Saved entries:

=== Section Start ===

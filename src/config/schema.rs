//! Configuration schema definitions.
//!
//! This module defines the complete configuration structure for the proxy.
//! All types derive Serde traits for deserialization from config files.

use serde::{Deserialize, Serialize};
use std::time::Duration;

/// Root configuration for the failover proxy.
#[derive(Debug, Clone, Deserialize, Serialize, Default, PartialEq)]
#[serde(default)]
pub struct ProxyConfig {
    /// Listener configuration (bind address, body limit).
    pub listener: ListenerConfig,

    /// Upstream JSON-RPC providers.
    pub upstream: UpstreamConfig,

    /// Observability settings.
    pub observability: ObservabilityConfig,
}

/// Listener configuration.
#[derive(Debug, Clone, Deserialize, Serialize, PartialEq)]
#[serde(default)]
pub struct ListenerConfig {
    /// Bind address (e.g., "0.0.0.0:8000").
    pub bind_address: String,

    /// Maximum inbound body size in bytes.
    pub max_body_size: usize,
}

impl Default for ListenerConfig {
    fn default() -> Self {
        Self {
            bind_address: "0.0.0.0:8000".to_string(),
            max_body_size: 2 * 1024 * 1024, // 2MB
        }
    }
}

/// Upstream provider configuration.
#[derive(Debug, Clone, Deserialize, Serialize, PartialEq)]
#[serde(default)]
pub struct UpstreamConfig {
    /// Provider base URLs, in configuration order.
    pub providers: Vec<String>,

    /// Per-attempt timeout in seconds.
    pub timeout_secs: u64,
}

impl UpstreamConfig {
    pub fn timeout(&self) -> Duration {
        Duration::from_secs(self.timeout_secs)
    }
}

impl Default for UpstreamConfig {
    fn default() -> Self {
        Self {
            providers: Vec::new(),
            timeout_secs: 5,
        }
    }
}

/// Stdout log rendering.
#[derive(Debug, Clone, Copy, Deserialize, Serialize, PartialEq, Eq, Default)]
#[serde(rename_all = "lowercase")]
pub enum LogFormat {
    #[default]
    Pretty,
    Json,
}

impl std::str::FromStr for LogFormat {
    type Err = String;

    fn from_str(s: &str) -> Result<Self, Self::Err> {
        match s.trim().to_ascii_lowercase().as_str() {
            "pretty" => Ok(LogFormat::Pretty),
            "json" => Ok(LogFormat::Json),
            other => Err(format!("unknown log format '{}'", other)),
        }
    }
}

/// Observability configuration.
#[derive(Debug, Clone, Deserialize, Serialize, PartialEq)]
#[serde(default)]
pub struct ObservabilityConfig {
    /// Log level (trace, debug, info, warn, error).
    pub log_level: String,

    /// Stdout log format.
    pub log_format: LogFormat,

    /// Optional file receiving JSON log lines.
    pub log_file: Option<String>,

    /// Enable metrics endpoint.
    pub metrics_enabled: bool,

    /// Metrics endpoint bind address.
    pub metrics_address: String,
}

impl Default for ObservabilityConfig {
    fn default() -> Self {
        Self {
            log_level: "info".to_string(),
            log_format: LogFormat::Pretty,
            log_file: None,
            metrics_enabled: false,
            metrics_address: "0.0.0.0:9090".to_string(),
        }
    }
}

#[cfg(test)]
mod tests {
    use super::*;

    #[test]
    fn test_minimal_toml_uses_defaults() {
        let config: ProxyConfig = toml::from_str(
            r#"
            [upstream]
            providers = ["http://node-a:8545"]
            "#,
        )
        .unwrap();

        assert_eq!(config.upstream.providers, vec!["http://node-a:8545"]);
        assert_eq!(config.upstream.timeout_secs, 5);
        assert_eq!(config.listener.bind_address, "0.0.0.0:8000");
        assert_eq!(config.observability.log_format, LogFormat::Pretty);
        assert!(!config.observability.metrics_enabled);
    }

    #[test]
    fn test_log_format_parse() {
        assert_eq!("JSON".parse::<LogFormat>().unwrap(), LogFormat::Json);
        assert_eq!("pretty".parse::<LogFormat>().unwrap(), LogFormat::Pretty);
        assert!("xml".parse::<LogFormat>().is_err());
    }
}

=== Section End ===

• **WHAT TO PRODUCE**
If a line in the records above contains the word "http", count it, then give the total and nothing else.

• **COMPLETED TASK**
2